* What the exercise asks *
Line by line, transcribe the data shown below.

Start of Block

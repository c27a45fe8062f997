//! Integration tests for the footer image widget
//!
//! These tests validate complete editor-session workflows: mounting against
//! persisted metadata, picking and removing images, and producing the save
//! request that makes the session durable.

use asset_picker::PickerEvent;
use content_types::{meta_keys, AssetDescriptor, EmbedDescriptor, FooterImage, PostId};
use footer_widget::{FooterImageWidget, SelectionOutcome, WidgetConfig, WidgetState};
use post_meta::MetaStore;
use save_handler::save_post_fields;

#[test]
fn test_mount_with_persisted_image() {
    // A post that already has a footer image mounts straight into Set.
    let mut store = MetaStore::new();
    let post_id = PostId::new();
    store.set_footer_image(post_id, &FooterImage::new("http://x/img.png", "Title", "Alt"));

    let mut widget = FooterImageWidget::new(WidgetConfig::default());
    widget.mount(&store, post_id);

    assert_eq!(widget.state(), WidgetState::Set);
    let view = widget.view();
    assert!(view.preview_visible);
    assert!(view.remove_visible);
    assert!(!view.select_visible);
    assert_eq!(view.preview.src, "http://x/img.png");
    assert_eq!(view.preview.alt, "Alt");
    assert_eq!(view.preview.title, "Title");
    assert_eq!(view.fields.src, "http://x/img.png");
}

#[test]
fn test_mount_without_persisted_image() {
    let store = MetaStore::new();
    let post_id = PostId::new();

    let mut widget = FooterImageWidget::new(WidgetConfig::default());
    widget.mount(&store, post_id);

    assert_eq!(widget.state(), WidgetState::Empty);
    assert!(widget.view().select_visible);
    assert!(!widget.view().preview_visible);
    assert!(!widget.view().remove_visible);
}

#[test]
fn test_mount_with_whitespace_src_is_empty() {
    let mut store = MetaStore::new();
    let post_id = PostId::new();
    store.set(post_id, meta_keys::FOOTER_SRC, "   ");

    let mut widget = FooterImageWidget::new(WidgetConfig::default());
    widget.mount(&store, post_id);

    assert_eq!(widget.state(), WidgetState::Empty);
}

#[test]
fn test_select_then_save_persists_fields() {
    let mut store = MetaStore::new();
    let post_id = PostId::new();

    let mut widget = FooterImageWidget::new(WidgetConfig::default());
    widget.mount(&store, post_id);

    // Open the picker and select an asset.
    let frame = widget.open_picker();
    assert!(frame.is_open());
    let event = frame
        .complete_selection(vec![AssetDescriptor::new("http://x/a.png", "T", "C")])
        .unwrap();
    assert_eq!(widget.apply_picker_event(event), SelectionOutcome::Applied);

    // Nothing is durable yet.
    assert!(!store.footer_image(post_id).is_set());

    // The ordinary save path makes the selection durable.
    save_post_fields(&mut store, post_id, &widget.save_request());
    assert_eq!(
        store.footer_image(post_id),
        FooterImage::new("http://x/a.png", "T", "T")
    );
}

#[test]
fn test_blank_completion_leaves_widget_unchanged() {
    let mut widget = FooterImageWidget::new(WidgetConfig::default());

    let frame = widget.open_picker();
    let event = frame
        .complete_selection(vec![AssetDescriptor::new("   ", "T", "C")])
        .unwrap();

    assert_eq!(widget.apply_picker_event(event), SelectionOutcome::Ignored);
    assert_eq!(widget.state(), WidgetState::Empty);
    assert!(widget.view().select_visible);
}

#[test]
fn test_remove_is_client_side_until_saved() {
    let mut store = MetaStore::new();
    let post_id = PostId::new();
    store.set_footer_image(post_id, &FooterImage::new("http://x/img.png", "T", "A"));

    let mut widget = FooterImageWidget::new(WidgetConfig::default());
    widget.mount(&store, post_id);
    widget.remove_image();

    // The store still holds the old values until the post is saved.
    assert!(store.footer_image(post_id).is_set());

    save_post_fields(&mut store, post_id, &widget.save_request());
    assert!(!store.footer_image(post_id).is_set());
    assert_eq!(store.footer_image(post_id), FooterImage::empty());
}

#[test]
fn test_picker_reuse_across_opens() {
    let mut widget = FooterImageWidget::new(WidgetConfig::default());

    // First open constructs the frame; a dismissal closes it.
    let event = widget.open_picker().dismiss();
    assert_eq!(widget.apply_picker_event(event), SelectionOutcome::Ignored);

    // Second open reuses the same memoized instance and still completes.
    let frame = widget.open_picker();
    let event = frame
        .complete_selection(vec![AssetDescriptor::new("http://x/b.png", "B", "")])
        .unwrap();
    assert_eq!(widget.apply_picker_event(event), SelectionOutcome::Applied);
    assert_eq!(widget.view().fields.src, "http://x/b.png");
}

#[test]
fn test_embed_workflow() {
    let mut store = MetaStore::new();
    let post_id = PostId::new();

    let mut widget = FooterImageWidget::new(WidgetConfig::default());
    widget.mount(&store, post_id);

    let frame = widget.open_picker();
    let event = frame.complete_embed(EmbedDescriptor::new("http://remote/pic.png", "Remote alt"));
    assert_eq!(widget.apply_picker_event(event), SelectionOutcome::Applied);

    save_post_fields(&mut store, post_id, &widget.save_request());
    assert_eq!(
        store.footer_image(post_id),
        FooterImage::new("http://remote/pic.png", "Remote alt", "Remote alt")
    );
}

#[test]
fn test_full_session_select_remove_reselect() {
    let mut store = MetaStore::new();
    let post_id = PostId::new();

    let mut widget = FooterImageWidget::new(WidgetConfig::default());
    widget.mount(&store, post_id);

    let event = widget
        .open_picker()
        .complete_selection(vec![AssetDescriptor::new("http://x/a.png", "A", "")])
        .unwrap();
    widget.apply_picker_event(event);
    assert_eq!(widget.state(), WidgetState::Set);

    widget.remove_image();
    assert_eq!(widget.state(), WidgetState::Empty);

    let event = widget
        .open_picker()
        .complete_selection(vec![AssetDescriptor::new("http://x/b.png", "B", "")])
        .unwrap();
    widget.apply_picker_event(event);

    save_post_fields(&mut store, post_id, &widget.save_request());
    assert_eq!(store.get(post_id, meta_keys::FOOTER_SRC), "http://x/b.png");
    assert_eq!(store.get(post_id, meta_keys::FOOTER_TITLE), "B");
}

End of Block

* Output for this exercise *
repository c27a45fe8062f997
//! Integration tests for the footer image widget
//!
//! These tests validate complete editor-session workflows: mounting against
//! persisted metadata, picking and removing images, and producing the save
//! request that makes the session durable.

use asset_picker::PickerEvent;
use content_types::{meta_keys, AssetDescriptor, EmbedDescriptor, FooterImage, PostId};
use footer_widget::{FooterImageWidget, SelectionOutcome, WidgetConfig, WidgetState};
use post_meta::MetaStore;
use save_handler::save_post_fields;

#[test]
fn test_mount_with_persisted_image() {
    // A post that already has a footer image mounts straight into Set.
    let mut store = MetaStore::new();
    let post_id = PostId::new();
    store.set_footer_image(post_id, &FooterImage::new("http://x/img.png", "Title", "Alt"));

    let mut widget = FooterImageWidget::new(WidgetConfig::default());
    widget.mount(&store, post_id);

    assert_eq!(widget.state(), WidgetState::Set);
    let view = widget.view();
    assert!(view.preview_visible);
    assert!(view.remove_visible);
    assert!(!view.select_visible);
    assert_eq!(view.preview.src, "http://x/img.png");
    assert_eq!(view.preview.alt, "Alt");
    assert_eq!(view.preview.title, "Title");
    assert_eq!(view.fields.src, "http://x/img.png");
}

#[test]
fn test_mount_without_persisted_image() {
    let store = MetaStore::new();
    let post_id = PostId::new();

    let mut widget = FooterImageWidget::new(WidgetConfig::default());
    widget.mount(&store, post_id);

    assert_eq!(widget.state(), WidgetState::Empty);
    assert!(widget.view().select_visible);
    assert!(!widget.view().preview_visible);
    assert!(!widget.view().remove_visible);
}

#[test]
fn test_mount_with_whitespace_src_is_empty() {
    let mut store = MetaStore::new();
    let post_id = PostId::new();
    store.set(post_id, meta_keys::FOOTER_SRC, "   ");

    let mut widget = FooterImageWidget::new(WidgetConfig::default());
    widget.mount(&store, post_id);

    assert_eq!(widget.state(), WidgetState::Empty);
}

#[test]
fn test_select_then_save_persists_fields() {
    let mut store = MetaStore::new();
    let post_id = PostId::new();

    let mut widget = FooterImageWidget::new(WidgetConfig::default());
    widget.mount(&store, post_id);

    // Open the picker and select an asset.
    let frame = widget.open_picker();
    assert!(frame.is_open());
    let event = frame
        .complete_selection(vec![AssetDescriptor::new("http://x/a.png", "T", "C")])
        .unwrap();
    assert_eq!(widget.apply_picker_event(event), SelectionOutcome::Applied);

    // Nothing is durable yet.
    assert!(!store.footer_image(post_id).is_set());

    // The ordinary save path makes the selection durable.
    save_post_fields(&mut store, post_id, &widget.save_request());
    assert_eq!(
        store.footer_image(post_id),
        FooterImage::new("http://x/a.png", "T", "T")
    );
}

#[test]
fn test_blank_completion_leaves_widget_unchanged() {
    let mut widget = FooterImageWidget::new(WidgetConfig::default());

    let frame = widget.open_picker();
    let event = frame
        .complete_selection(vec![AssetDescriptor::new("   ", "T", "C")])
        .unwrap();

    assert_eq!(widget.apply_picker_event(event), SelectionOutcome::Ignored);
    assert_eq!(widget.state(), WidgetState::Empty);
    assert!(widget.view().select_visible);
}

#[test]
fn test_remove_is_client_side_until_saved() {
    let mut store = MetaStore::new();
    let post_id = PostId::new();
    store.set_footer_image(post_id, &FooterImage::new("http://x/img.png", "T", "A"));

    let mut widget = FooterImageWidget::new(WidgetConfig::default());
    widget.mount(&store, post_id);
    widget.remove_image();

    // The store still holds the old values until the post is saved.
    assert!(store.footer_image(post_id).is_set());

    save_post_fields(&mut store, post_id, &widget.save_request());
    assert!(!store.footer_image(post_id).is_set());
    assert_eq!(store.footer_image(post_id), FooterImage::empty());
}

#[test]
fn test_picker_reuse_across_opens() {
    let mut widget = FooterImageWidget::new(WidgetConfig::default());

    // First open constructs the frame; a dismissal closes it.
    let event = widget.open_picker().dismiss();
    assert_eq!(widget.apply_picker_event(event), SelectionOutcome::Ignored);

    // Second open reuses the same memoized instance and still completes.
    let frame = widget.open_picker();
    let event = frame
        .complete_selection(vec![AssetDescriptor::new("http://x/b.png", "B", "")])
        .unwrap();
    assert_eq!(widget.apply_picker_event(event), SelectionOutcome::Applied);
    assert_eq!(widget.view().fields.src, "http://x/b.png");
}

#[test]
fn test_embed_workflow() {
    let mut store = MetaStore::new();
    let post_id = PostId::new();

    let mut widget = FooterImageWidget::new(WidgetConfig::default());
    widget.mount(&store, post_id);

    let frame = widget.open_picker();
    let event = frame.complete_embed(EmbedDescriptor::new("http://remote/pic.png", "Remote alt"));
    assert_eq!(widget.apply_picker_event(event), SelectionOutcome::Applied);

    save_post_fields(&mut store, post_id, &widget.save_request());
    assert_eq!(
        store.footer_image(post_id),
        FooterImage::new("http://remote/pic.png", "Remote alt", "Remote alt")
    );
}

#[test]
fn test_full_session_select_remove_reselect() {
    let mut store = MetaStore::new();
    let post_id = PostId::new();

    let mut widget = FooterImageWidget::new(WidgetConfig::default());
    widget.mount(&store, post_id);

    let event = widget
        .open_picker()
        .complete_selection(vec![AssetDescriptor::new("http://x/a.png", "A", "")])
        .unwrap();
    widget.apply_picker_event(event);
    assert_eq!(widget.state(), WidgetState::Set);

    widget.remove_image();
    assert_eq!(widget.state(), WidgetState::Empty);

    let event = widget
        .open_picker()
        .complete_selection(vec![AssetDescriptor::new("http://x/b.png", "B", "")])
        .unwrap();
    widget.apply_picker_event(event);

    save_post_fields(&mut store, post_id, &widget.save_request());
    assert_eq!(store.get(post_id, meta_keys::FOOTER_SRC), "http://x/b.png");
    assert_eq!(store.get(post_id, meta_keys::FOOTER_TITLE), "B");
}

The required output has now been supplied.